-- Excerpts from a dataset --
"""
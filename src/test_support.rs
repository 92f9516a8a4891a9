//! Shared fixtures for unit tests.

use async_trait::async_trait;
use std::sync::atomic::{AtomicU32, Ordering};
use std::sync::Arc;
use tempfile::TempDir;
use tokio_util::sync::CancellationToken;

use crate::config::{BrowserFallbackConfig, FetchConfig, Settings, SharedConfig};
use crate::connector::ConnectorRegistry;
use crate::fetch::{BrowserFallback, DownloadClient};
use crate::library::{LibraryRefresher, RefreshError, RefreshGate};
use crate::model::LibraryId;
use crate::observability::Metrics;
use crate::ratelimit::{RateLimiter, RateLimits, DEFAULT_USER_AGENT};
use crate::store::Store;
use crate::worker::WorkerContext;

/// Refresher that only counts invocations.
#[derive(Default)]
pub struct CountingRefresher {
    pub calls: AtomicU32,
}

#[async_trait]
impl LibraryRefresher for CountingRefresher {
    async fn refresh(
        &self,
        _library: LibraryId,
        _cancel: &CancellationToken,
    ) -> Result<(), RefreshError> {
        self.calls.fetch_add(1, Ordering::SeqCst);
        Ok(())
    }
}

pub fn context(dir: &TempDir) -> WorkerContext {
    context_with(dir, ConnectorRegistry::new())
}

pub fn context_with(dir: &TempDir, registry: ConnectorRegistry) -> WorkerContext {
    context_full(dir, registry, Settings::default(), Arc::new(CountingRefresher::default()))
}

pub fn context_full(
    dir: &TempDir,
    registry: ConnectorRegistry,
    settings: Settings,
    refresher: Arc<dyn LibraryRefresher>,
) -> WorkerContext {
    context_fetch(dir, registry, settings, refresher, FetchConfig::default())
}

pub fn context_fetch(
    dir: &TempDir,
    registry: ConnectorRegistry,
    mut settings: Settings,
    refresher: Arc<dyn LibraryRefresher>,
    fetch: FetchConfig,
) -> WorkerContext {
    // Keep all test artifacts inside the temp dir.
    settings.download_dir = dir.path().join("staging");
    settings.cover_cache_dir = dir.path().join("covers");

    let limiter = Arc::new(RateLimiter::new(&RateLimits::default(), DEFAULT_USER_AGENT).unwrap());
    let browser = Arc::new(BrowserFallback::new(BrowserFallbackConfig::default()));
    let client = Arc::new(DownloadClient::new(fetch, limiter, browser).unwrap());

    WorkerContext {
        store: Store::open(dir.path().join("store")).unwrap(),
        client,
        connectors: Arc::new(registry),
        refresher,
        refresh_gate: Arc::new(RefreshGate::new()),
        sinks: Arc::new(Vec::new()),
        metadata: Arc::new(Vec::new()),
        config: SharedConfig::new(settings),
        metrics: Arc::new(Metrics::new()),
    }
}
"""
Exactly as written above, copy out all the records.

-- Answer for this exercise --
filename src/test_support.rs
repository 92f9516a8a4891a9
//! Shared fixtures for unit tests.

use async_trait::async_trait;
use std::sync::atomic::{AtomicU32, Ordering};
use std::sync::Arc;
use tempfile::TempDir;
use tokio_util::sync::CancellationToken;

use crate::config::{BrowserFallbackConfig, FetchConfig, Settings, SharedConfig};
use crate::connector::ConnectorRegistry;
use crate::fetch::{BrowserFallback, DownloadClient};
use crate::library::{LibraryRefresher, RefreshError, RefreshGate};
use crate::model::LibraryId;
use crate::observability::Metrics;
use crate::ratelimit::{RateLimiter, RateLimits, DEFAULT_USER_AGENT};
use crate::store::Store;
use crate::worker::WorkerContext;

/// Refresher that only counts invocations.
#[derive(Default)]
pub struct CountingRefresher {
    pub calls: AtomicU32,
}

#[async_trait]
impl LibraryRefresher for CountingRefresher {
    async fn refresh(
        &self,
        _library: LibraryId,
        _cancel: &CancellationToken,
    ) -> Result<(), RefreshError> {
        self.calls.fetch_add(1, Ordering::SeqCst);
        Ok(())
    }
}

pub fn context(dir: &TempDir) -> WorkerContext {
    context_with(dir, ConnectorRegistry::new())
}

pub fn context_with(dir: &TempDir, registry: ConnectorRegistry) -> WorkerContext {
    context_full(dir, registry, Settings::default(), Arc::new(CountingRefresher::default()))
}

pub fn context_full(
    dir: &TempDir,
    registry: ConnectorRegistry,
    settings: Settings,
    refresher: Arc<dyn LibraryRefresher>,
) -> WorkerContext {
    context_fetch(dir, registry, settings, refresher, FetchConfig::default())
}

pub fn context_fetch(
    dir: &TempDir,
    registry: ConnectorRegistry,
    mut settings: Settings,
    refresher: Arc<dyn LibraryRefresher>,
    fetch: FetchConfig,
) -> WorkerContext {
    // Keep all test artifacts inside the temp dir.
    settings.download_dir = dir.path().join("staging");
    settings.cover_cache_dir = dir.path().join("covers");

    let limiter = Arc::new(RateLimiter::new(&RateLimits::default(), DEFAULT_USER_AGENT).unwrap());
    let browser = Arc::new(BrowserFallback::new(BrowserFallbackConfig::default()));
    let client = Arc::new(DownloadClient::new(fetch, limiter, browser).unwrap());

    WorkerContext {
        store: Store::open(dir.path().join("store")).unwrap(),
        client,
        connectors: Arc::new(registry),
        refresher,
        refresh_gate: Arc::new(RefreshGate::new()),
        sinks: Arc::new(Vec::new()),
        metadata: Arc::new(Vec::new()),
        config: SharedConfig::new(settings),
        metrics: Arc::new(Metrics::new()),
    }
}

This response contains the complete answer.